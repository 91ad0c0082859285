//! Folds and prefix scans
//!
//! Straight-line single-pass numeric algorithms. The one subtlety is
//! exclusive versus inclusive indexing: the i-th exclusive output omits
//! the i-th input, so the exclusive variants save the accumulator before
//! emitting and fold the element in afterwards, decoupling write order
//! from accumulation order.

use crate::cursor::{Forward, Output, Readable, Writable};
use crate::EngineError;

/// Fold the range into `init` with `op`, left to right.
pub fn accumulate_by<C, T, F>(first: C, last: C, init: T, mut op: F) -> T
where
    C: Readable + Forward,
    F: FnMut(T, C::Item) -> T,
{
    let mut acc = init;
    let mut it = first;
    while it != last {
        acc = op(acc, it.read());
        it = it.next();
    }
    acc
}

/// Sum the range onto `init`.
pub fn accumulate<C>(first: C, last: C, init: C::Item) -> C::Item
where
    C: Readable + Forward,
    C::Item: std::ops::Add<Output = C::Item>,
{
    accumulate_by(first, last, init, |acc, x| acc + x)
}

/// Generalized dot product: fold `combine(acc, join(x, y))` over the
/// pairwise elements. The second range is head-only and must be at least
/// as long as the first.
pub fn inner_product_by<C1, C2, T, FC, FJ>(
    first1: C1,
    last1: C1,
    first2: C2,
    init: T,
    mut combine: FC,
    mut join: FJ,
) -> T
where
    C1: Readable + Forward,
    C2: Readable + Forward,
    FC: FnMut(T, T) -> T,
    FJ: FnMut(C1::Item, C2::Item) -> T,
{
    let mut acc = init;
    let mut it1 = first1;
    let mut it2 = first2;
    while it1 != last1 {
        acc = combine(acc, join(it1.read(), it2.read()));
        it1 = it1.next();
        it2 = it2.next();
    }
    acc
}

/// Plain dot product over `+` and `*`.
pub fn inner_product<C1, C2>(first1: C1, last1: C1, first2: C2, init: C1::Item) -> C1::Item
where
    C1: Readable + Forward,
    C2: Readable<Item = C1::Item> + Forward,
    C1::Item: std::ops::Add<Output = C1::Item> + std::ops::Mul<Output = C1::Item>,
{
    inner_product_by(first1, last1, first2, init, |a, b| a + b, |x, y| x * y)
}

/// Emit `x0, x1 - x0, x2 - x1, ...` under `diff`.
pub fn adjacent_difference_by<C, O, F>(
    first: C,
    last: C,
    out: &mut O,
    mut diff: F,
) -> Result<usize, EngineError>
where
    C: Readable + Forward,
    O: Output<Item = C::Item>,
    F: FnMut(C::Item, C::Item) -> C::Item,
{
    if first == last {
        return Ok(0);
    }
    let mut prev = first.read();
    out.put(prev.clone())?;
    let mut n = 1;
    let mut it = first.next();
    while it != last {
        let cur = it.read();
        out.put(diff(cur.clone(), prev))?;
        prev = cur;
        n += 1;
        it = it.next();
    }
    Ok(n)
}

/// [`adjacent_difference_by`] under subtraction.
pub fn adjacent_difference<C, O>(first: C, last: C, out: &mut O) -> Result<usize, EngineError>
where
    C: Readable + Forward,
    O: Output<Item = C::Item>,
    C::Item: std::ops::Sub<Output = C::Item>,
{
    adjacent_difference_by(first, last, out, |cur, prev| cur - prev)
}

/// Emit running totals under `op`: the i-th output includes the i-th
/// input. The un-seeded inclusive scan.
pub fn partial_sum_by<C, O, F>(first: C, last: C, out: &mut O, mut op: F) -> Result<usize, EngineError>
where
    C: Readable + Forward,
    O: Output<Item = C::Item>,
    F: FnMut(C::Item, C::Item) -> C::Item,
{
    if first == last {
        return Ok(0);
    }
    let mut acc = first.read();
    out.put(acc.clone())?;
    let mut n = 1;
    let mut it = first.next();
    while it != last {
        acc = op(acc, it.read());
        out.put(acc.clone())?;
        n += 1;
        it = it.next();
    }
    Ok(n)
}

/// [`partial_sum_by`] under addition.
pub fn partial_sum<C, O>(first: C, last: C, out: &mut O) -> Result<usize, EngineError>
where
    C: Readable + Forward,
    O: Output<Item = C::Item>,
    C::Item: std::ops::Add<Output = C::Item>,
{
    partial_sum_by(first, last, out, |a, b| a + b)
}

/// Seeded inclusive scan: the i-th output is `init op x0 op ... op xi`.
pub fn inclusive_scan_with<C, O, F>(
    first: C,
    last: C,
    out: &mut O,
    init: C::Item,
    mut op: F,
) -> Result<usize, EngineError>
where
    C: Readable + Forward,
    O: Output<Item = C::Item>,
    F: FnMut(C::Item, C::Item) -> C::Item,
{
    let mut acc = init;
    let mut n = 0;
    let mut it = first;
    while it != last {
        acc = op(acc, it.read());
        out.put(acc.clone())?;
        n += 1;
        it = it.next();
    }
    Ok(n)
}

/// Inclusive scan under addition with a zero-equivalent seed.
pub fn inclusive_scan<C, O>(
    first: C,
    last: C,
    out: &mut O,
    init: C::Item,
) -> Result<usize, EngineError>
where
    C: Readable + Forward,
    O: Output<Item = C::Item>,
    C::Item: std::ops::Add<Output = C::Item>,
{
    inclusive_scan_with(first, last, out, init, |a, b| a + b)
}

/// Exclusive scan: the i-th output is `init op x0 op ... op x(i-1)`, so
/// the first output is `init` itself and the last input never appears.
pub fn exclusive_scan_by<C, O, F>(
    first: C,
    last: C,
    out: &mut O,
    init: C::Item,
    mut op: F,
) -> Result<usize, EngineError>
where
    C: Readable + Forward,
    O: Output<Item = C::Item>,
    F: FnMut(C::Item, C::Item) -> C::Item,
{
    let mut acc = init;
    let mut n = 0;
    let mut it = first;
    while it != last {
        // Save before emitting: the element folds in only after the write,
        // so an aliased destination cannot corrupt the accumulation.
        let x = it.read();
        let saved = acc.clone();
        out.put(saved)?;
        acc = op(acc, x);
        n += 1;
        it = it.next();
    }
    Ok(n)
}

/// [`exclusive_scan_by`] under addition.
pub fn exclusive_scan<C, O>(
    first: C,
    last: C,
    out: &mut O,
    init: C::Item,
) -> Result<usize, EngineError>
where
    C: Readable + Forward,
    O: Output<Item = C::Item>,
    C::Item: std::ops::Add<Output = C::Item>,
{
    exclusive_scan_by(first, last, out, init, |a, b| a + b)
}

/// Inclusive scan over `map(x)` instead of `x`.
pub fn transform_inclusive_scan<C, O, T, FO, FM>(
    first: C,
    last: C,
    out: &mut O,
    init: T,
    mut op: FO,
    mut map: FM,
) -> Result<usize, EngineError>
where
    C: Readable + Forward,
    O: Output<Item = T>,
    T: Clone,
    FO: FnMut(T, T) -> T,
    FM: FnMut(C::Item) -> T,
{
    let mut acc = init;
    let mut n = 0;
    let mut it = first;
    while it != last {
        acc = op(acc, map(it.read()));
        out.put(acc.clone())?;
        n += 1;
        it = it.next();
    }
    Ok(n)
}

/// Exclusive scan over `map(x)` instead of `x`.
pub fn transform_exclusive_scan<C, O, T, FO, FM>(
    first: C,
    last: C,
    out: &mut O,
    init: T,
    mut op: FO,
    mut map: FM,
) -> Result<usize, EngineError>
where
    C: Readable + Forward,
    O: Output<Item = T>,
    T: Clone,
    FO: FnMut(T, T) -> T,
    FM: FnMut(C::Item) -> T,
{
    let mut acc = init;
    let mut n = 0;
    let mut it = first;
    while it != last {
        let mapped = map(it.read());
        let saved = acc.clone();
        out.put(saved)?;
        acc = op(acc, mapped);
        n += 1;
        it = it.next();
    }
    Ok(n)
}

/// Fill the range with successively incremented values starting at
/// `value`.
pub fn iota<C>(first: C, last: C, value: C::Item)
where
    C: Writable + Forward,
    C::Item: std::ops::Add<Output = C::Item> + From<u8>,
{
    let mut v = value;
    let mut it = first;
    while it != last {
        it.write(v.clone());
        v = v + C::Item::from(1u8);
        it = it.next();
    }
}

......

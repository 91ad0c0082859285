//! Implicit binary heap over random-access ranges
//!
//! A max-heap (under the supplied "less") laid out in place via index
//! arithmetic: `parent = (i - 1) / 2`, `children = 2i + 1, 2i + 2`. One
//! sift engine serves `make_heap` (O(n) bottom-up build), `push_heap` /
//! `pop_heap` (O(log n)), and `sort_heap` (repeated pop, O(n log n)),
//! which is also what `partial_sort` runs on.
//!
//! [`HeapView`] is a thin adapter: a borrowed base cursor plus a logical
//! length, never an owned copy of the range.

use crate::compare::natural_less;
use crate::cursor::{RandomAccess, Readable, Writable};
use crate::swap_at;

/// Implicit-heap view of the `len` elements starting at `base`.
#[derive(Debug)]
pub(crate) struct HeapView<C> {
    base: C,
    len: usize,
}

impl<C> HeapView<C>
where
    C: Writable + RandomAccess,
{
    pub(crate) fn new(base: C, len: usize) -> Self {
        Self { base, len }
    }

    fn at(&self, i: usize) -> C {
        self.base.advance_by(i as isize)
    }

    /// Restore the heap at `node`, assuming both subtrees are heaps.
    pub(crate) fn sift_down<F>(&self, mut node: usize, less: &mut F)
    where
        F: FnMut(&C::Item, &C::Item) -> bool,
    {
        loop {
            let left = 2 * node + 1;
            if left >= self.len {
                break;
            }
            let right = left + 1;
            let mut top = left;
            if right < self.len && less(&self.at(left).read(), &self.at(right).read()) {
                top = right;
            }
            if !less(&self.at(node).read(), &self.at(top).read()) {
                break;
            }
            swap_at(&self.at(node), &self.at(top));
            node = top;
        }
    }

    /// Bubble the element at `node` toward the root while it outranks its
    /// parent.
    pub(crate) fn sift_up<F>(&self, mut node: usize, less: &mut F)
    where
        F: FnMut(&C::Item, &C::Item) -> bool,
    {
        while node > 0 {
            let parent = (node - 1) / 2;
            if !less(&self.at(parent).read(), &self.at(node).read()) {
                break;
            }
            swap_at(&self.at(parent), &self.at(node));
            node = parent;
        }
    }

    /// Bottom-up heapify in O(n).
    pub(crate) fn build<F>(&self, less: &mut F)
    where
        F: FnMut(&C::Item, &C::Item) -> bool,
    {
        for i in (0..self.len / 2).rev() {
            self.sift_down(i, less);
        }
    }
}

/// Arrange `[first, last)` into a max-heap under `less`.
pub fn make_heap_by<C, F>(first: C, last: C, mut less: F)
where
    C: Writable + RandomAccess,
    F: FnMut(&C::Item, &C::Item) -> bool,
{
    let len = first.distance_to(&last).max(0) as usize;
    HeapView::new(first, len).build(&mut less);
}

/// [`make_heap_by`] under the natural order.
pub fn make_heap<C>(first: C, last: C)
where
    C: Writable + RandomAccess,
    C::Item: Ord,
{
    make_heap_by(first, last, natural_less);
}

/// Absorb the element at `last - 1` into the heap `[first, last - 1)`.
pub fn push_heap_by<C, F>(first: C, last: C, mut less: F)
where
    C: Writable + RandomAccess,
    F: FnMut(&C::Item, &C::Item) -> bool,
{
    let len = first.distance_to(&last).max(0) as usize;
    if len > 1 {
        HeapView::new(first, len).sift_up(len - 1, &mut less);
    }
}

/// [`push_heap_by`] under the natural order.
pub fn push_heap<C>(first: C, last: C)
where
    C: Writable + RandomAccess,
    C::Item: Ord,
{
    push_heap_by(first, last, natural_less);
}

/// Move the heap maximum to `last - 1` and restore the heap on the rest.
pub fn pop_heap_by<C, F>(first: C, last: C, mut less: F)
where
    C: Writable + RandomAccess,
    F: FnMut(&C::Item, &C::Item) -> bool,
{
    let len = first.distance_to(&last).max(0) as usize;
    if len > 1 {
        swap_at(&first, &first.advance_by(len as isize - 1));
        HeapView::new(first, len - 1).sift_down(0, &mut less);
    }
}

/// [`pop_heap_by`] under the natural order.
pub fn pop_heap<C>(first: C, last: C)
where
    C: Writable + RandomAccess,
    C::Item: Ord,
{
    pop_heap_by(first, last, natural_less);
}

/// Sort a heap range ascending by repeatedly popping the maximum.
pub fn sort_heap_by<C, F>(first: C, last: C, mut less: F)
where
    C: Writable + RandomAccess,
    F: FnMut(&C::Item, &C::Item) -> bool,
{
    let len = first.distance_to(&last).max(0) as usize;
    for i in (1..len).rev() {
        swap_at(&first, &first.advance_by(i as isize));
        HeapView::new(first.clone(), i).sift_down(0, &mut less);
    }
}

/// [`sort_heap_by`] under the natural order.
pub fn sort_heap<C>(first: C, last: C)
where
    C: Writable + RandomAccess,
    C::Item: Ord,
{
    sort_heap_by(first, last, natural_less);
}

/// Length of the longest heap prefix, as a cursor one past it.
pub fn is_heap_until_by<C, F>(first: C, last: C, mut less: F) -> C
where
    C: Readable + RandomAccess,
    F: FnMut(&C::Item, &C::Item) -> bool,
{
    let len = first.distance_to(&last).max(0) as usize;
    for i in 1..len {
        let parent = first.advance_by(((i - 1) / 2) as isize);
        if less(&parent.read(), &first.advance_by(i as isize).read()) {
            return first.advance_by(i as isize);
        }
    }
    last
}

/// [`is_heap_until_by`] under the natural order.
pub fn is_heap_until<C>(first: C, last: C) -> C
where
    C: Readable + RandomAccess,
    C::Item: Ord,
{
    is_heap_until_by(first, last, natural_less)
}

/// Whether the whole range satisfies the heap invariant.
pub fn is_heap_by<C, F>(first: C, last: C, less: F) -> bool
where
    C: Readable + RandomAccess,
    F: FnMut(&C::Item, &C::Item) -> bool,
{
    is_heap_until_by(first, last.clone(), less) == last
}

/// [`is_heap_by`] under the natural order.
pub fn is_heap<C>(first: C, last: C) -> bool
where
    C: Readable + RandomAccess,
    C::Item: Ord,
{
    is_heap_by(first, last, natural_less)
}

......

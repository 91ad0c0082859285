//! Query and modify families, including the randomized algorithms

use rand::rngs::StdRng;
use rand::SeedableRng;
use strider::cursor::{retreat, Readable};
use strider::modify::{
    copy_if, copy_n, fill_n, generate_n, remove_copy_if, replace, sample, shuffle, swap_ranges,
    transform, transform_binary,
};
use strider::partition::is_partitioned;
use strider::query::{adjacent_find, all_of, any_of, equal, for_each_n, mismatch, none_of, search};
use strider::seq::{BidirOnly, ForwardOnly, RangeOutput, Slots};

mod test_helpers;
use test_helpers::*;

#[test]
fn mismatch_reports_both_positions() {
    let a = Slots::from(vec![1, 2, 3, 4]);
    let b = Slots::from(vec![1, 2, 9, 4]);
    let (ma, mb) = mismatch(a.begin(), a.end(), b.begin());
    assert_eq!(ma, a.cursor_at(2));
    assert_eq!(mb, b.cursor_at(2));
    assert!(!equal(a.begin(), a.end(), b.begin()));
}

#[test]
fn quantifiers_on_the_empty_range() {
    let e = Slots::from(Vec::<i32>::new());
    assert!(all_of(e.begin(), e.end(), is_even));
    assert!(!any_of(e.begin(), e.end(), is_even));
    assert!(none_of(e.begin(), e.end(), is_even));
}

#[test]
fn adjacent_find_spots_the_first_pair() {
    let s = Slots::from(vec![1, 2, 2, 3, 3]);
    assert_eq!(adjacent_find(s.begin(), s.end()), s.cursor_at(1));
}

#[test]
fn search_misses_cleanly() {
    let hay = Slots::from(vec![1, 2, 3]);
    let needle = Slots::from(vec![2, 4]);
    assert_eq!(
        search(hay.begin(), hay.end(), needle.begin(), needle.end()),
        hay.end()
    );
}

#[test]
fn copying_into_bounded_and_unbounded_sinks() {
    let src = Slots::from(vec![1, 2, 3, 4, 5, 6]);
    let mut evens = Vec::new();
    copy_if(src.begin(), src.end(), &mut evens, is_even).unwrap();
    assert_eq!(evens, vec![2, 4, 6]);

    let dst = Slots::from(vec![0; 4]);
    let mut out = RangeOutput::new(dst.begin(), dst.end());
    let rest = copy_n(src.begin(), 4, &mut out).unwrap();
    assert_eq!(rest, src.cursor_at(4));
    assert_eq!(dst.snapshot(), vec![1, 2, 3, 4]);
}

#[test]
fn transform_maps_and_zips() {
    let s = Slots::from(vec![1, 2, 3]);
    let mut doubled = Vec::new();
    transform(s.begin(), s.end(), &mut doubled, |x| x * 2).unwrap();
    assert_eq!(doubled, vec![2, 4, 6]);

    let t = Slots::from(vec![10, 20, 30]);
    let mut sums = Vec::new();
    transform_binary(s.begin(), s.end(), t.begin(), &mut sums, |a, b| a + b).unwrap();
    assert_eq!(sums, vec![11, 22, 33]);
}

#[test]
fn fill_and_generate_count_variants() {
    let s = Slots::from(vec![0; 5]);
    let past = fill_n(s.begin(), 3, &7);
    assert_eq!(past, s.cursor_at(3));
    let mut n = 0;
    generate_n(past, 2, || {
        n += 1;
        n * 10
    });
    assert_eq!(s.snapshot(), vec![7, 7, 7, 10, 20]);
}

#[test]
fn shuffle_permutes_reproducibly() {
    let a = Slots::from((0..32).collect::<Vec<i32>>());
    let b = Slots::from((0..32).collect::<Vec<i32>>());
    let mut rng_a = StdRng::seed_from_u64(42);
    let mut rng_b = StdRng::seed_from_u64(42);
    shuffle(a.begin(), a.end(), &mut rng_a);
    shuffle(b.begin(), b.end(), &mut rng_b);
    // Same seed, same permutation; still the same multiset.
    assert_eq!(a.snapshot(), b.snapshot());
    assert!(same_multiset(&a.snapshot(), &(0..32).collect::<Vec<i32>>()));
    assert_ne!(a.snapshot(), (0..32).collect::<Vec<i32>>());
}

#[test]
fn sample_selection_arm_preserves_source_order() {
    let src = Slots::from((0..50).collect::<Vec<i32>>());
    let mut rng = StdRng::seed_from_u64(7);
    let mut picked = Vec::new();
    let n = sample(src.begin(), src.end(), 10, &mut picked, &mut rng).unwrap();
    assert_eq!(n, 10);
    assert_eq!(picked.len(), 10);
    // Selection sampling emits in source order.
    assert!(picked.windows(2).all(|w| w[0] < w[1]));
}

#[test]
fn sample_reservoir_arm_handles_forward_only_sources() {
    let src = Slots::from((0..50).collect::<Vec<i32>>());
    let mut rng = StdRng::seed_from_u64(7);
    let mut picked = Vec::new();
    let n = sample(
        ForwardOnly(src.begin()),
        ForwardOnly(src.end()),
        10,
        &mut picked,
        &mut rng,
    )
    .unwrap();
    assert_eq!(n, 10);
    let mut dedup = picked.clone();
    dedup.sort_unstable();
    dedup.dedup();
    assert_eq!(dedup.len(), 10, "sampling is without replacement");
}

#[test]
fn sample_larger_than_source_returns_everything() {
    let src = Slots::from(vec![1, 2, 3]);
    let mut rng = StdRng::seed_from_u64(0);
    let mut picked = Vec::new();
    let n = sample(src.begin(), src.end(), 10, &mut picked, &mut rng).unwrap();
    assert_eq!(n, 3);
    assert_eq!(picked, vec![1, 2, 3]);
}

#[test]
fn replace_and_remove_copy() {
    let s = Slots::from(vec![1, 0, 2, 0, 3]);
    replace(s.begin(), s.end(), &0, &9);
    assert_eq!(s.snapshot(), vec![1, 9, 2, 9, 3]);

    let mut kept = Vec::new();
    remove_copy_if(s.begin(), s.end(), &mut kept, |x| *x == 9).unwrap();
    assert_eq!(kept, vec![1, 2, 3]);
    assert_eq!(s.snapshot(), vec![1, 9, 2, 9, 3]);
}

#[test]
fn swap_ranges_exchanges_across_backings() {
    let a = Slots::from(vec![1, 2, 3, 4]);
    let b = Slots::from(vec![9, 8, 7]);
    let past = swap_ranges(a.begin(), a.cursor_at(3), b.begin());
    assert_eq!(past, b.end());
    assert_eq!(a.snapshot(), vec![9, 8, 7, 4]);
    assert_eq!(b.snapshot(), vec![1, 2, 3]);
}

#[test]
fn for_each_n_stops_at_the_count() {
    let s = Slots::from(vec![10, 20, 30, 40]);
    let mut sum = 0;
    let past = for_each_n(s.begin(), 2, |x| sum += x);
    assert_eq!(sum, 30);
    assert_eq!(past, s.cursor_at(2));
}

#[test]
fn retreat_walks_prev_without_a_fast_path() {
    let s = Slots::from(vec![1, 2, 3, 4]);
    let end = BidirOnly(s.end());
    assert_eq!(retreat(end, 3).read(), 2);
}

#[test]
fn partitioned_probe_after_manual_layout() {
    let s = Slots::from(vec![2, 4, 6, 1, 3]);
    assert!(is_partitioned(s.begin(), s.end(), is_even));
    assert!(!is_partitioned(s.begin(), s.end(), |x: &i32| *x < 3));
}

......

Task description: Each line above that contains the word "elements" must be copied.

Task output:
/// pairwise elements. The second range is head-only and must be at least
/// Implicit-heap view of the `len` elements starting at `base`.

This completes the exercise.